Stefan Weiße

Personal information
- Born: 12 November 1953
- Died: 11 November 2015 (aged 61)
- Spouse: Irina (née Müller)

Sport
- Sport: Rowing
- Club: SC Einheit Dresden

Medal record
Men's rowing
Representing East Germany
World Rowing Championships
| Gold medal – first place | 1975 Nottingham | Quad scull |

= Stefan Weiße =

German rower

Stefan Weiße (12 November 1953 – 11 November 2015) was a German rower. He was quad scull world champion for East Germany in 1975.

==Rowing==

Weiße took up rowing at age 14 and was a member of SC Einheit Dresden. In 1973, Weiße came second at the East German championships in the quad scull teamed up with Wolfgang Hönig, Günter Berschel, and Bernd Frieberg. At the 1974 East German championships, Weiße competed in the single sculls and came third. He also teamed up with Armin Schulze in the double scull, where they came third.

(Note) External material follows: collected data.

//! Timed replay of step traces and the grid-to-canvas coordinate transform.
//!
//! The engine computes every trace up front; this module hands the events of a trace out one at a
//! time, at the pace of the selected speed, so the interface can draw the run as it unfolds.

use std::time::{Duration, Instant};

use color_eyre::eyre::Result;

use crate::grid::{Coord, StepEvent};

/// Origin of the trace being replayed.
#[derive(Clone, Copy, Debug, Default, PartialEq, Eq)]
pub(crate) enum TraceKind {
    /// Search trace, drawn as an overlay on top of the grid.
    #[default]
    Search,
    /// Maze trace, written into the grid one event per frame.
    Maze,
}

/// Animation state manager for trace replay.
///
/// This structure manages the replay state including timing, the current step, and the events
/// already revealed to the interface.
#[derive(Debug)]
pub(crate) struct AnimationManager {
    /// Events of the trace being replayed, in emission order.
    pub(crate) steps: Vec<StepEvent>,
    /// Number of events already handed out.
    ///
    /// Events before this index are revealed; the event just before it is the one highlighted by
    /// the interface.
    pub(crate) current_index: usize,
    /// Timestamp of the last animation frame update.
    ///
    /// This field stores the time when the animation was last updated, used to control the timing
    /// between animation frames.
    pub(crate) last_update_time: Instant,
    /// Delay between two replayed events.
    pub(crate) frame_delay: Duration,
    /// Origin of the loaded trace.
    pub(crate) kind: TraceKind,
}

impl AnimationManager {
    /// Creates an empty animation manager replaying at `frame_delay`.
    pub(crate) fn new(frame_delay: Duration) -> Self {
        Self {
            steps: Vec::new(),
            current_index: 0,
            last_update_time: Instant::now(),
            frame_delay,
            kind: TraceKind::default(),
        }
    }

    /// Replaces the current trace and starts replaying it from its first event.
    pub(crate) fn load(&mut self, kind: TraceKind, steps: Vec<StepEvent>) {
        self.kind = kind;
        self.steps = steps;
        self.reset();
    }

    /// Rewinds the replay to the beginning.
    pub(crate) fn reset(&mut self) {
        self.current_index = 0;
        self.last_update_time = Instant::now();
    }

    /// Clears all animation data and resets state.
    pub(crate) fn clear(&mut self) {
        self.steps.clear();
        self.reset();
    }

    /// Whether events remain to be handed out.
    pub(crate) fn is_running(&self) -> bool {
        self.current_index < self.steps.len()
    }

    /// Events handed out so far.
    pub(crate) fn revealed(&self) -> &[StepEvent] {
        self.steps.get(..self.current_index).unwrap_or_default()
    }

    /// Most recently handed out event.
    pub(crate) fn current(&self) -> Option<&StepEvent> {
        self.current_index
            .checked_sub(1)
            .and_then(|index| self.steps.get(index))
    }

    /// Hands out the next event once the frame delay has elapsed.
    ///
    /// Returns `None` while waiting for the next frame and once the trace is exhausted. A finished
    /// trace stays loaded, so its events remain revealed until the manager is cleared.
    pub(crate) fn update(&mut self) -> Option<StepEvent> {
        if !self.is_running() || self.last_update_time.elapsed() < self.frame_delay {
            return None;
        }

        self.last_update_time = Instant::now();
        let step = self.steps.get(self.current_index).copied();
        self.current_index += 1;

        step
    }
}

/// Transforms grid coordinates to screen coordinates for canvas rendering.
///
/// This function converts grid coordinates (row, col) to screen coordinates (x, y) using the
/// standard transformation formulas: coordinate[i] = (n - 1) / 2 - i for rows (ascending order) and
/// coordinate[i] = i - (n - 1) / 2 for columns (descending order). The grid is thus centered on
/// the canvas origin with row 0 at the top.
///
/// # Errors
///
/// This function may return errors from coordinate conversion operations.
pub(crate) fn transform_grid_to_screen_coords(
    coords: &[Coord],
    rows: usize,
    cols: usize,
) -> Result<Vec<(f64, f64)>> {
    let rows_n = f64::from(u16::try_from(rows)?);
    let cols_n = f64::from(u16::try_from(cols)?);

    coords
        .iter()
        .map(|coord| {
            // Row transformation: coordinate[i] = (n - 1) / 2 - i
            let screen_y = (rows_n - 1.) / 2. - f64::from(u16::try_from(coord.row)?);

            // Column transformation: coordinate[i] = i - (n - 1) / 2
            let screen_x = f64::from(u16::try_from(coord.col)?) - (cols_n - 1.) / 2.;

            Ok((screen_x, screen_y))
        })
        .collect()
}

At the 1975 East German championships, Weiße competed in the quad scull in a team with Christof Kreuziger, Wolfgang Güldenpfennig, and Wolfgang Hönig, and whilst they were the favourites that year, a boat with Joachim Dreifke, Martin Winter, Rüdiger Reiche, and Jürgen Bertow had a clear lead. Winter caught a crab close to the finish line, and Weiße's team won the national championship. According to the result of the national championships, the successful quad scull team with Weiße was nominated for the 1975 World Rowing Championships in Nottingham, and they were successful at gaining the world championship title.

In 1976, Weiße replaced the 1974 world champion Uli Schmied to team up with Christof Kreuziger for the Moscow regatta in May that opened the rowing season; they were beaten by a Soviet team. Neither Kreuziger nor Weiße were included when the nominations for the 1976 Summer Olympics were announced in June. At the 1976 East German championships, Weiße competed in the quad scull in a team that came third.

Having retired from rowing in 1980, Weiße took up the sport again in 2012 after being encouraged by his wife and one of his daughters, both active rowers for SV Energie Berlin. Weiße had entered with a mixed quad scull team at the 2014 World Rowing Masters Regatta in Ballarat, but was stopped by a doctor from competing after having already travelled to Australia.

==Private life==

Weiße lived in Dresden apart from his time as a university student in Halle. He married Irina Müller just after the 1976 Olympic Games, and they had four children. Their daughter, Annika, is a representative rower for Germany. Returning from his 2014 trip to Australia, he was diagnosed with cancer and died on 11 November 2015.